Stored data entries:
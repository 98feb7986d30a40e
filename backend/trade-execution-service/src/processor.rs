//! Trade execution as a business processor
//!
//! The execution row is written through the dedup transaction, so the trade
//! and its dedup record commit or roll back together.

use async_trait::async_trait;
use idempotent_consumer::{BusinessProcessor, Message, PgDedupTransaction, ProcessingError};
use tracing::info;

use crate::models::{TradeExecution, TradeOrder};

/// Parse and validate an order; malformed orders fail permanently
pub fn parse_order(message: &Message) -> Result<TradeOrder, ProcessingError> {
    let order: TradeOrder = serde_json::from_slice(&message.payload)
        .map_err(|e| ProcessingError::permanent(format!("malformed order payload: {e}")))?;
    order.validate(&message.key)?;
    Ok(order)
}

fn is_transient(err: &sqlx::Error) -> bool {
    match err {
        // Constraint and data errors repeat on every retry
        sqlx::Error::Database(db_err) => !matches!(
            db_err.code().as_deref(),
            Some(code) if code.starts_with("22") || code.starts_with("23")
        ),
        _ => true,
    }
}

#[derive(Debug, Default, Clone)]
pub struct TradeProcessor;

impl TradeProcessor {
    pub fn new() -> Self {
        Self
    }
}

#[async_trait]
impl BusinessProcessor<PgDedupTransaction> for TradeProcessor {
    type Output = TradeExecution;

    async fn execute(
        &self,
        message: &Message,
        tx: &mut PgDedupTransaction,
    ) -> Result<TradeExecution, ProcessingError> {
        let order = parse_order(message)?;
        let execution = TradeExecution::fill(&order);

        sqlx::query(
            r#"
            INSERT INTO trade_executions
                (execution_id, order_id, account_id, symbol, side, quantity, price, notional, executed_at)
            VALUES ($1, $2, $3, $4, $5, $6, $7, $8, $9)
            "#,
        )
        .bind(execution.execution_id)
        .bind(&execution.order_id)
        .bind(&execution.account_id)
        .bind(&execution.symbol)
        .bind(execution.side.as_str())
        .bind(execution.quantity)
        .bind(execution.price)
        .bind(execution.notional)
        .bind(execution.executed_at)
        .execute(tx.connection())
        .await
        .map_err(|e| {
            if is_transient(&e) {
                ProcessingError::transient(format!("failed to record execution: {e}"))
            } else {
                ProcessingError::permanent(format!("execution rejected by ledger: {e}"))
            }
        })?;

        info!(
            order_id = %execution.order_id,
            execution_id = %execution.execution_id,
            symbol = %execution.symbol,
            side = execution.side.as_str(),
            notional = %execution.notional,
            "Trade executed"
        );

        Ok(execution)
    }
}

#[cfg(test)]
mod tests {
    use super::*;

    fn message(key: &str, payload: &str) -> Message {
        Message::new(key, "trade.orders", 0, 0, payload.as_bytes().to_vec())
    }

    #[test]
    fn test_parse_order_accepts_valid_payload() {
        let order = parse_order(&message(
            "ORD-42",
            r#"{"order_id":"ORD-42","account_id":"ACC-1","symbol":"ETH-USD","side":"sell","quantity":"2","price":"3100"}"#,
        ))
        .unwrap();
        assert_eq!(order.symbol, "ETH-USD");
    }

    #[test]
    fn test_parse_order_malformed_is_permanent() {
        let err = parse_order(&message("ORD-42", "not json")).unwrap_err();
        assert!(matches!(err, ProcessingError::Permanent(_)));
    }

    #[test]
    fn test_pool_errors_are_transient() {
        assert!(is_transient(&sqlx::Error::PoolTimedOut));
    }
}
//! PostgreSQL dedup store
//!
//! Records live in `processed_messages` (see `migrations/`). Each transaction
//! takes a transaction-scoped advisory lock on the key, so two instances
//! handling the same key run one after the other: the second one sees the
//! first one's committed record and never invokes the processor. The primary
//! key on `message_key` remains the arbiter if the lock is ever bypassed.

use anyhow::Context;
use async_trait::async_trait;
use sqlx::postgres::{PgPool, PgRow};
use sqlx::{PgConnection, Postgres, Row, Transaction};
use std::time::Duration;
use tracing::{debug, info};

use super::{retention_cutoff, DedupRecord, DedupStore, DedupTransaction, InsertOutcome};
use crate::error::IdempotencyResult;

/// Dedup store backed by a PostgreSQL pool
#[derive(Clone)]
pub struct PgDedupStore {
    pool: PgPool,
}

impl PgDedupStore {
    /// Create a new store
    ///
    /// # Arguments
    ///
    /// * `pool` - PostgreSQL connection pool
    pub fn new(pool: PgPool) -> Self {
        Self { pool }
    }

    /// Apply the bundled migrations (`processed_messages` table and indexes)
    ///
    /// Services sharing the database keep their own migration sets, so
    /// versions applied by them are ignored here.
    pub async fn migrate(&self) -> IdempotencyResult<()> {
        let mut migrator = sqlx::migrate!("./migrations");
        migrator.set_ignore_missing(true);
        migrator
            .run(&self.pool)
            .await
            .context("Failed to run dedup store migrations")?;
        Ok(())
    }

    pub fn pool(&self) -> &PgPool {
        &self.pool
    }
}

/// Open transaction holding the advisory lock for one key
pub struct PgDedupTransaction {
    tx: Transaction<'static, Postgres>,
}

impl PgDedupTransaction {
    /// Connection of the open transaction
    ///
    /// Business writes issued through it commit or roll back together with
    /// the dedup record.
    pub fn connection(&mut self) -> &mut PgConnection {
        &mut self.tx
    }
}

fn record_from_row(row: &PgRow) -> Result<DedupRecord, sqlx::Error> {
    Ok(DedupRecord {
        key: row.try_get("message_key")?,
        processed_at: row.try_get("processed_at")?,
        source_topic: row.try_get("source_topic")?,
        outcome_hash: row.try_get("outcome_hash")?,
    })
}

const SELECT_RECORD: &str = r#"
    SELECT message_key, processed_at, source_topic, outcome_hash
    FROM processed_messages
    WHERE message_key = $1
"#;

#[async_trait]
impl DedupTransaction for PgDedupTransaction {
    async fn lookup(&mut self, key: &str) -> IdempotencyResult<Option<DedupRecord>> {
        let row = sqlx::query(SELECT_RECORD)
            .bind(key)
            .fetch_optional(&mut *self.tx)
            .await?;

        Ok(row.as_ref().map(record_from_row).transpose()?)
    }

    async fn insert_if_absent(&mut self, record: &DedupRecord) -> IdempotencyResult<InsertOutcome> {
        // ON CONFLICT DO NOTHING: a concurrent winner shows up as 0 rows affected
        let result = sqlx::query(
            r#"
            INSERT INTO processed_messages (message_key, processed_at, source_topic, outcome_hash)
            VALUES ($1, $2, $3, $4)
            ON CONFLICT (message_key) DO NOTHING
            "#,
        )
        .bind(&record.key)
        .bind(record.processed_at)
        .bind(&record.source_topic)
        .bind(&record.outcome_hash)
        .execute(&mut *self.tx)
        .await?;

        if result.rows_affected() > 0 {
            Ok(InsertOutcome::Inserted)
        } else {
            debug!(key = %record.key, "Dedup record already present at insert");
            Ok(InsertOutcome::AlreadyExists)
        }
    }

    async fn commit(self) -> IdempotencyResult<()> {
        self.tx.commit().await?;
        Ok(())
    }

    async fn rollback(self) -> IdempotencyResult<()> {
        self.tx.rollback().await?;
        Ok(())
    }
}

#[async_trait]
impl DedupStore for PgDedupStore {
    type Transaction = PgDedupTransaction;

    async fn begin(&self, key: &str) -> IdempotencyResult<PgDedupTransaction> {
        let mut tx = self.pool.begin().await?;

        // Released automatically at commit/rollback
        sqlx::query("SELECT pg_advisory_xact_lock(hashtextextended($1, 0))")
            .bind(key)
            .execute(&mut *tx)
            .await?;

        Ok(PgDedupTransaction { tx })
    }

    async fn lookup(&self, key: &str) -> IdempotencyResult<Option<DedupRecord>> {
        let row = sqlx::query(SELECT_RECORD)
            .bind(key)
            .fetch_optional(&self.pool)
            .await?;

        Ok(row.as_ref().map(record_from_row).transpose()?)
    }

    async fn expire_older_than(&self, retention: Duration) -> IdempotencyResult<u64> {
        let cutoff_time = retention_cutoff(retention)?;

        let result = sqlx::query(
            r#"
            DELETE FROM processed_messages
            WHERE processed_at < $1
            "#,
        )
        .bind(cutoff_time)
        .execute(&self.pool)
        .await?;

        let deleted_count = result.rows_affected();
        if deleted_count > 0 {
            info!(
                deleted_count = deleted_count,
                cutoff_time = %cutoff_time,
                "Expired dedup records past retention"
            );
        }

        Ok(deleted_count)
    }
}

REQUIREMENT:
If a line in the entries contains the word "tracing", copy that line out.

TASK SOLUTION:
use tracing::info;
use tracing::{debug, info};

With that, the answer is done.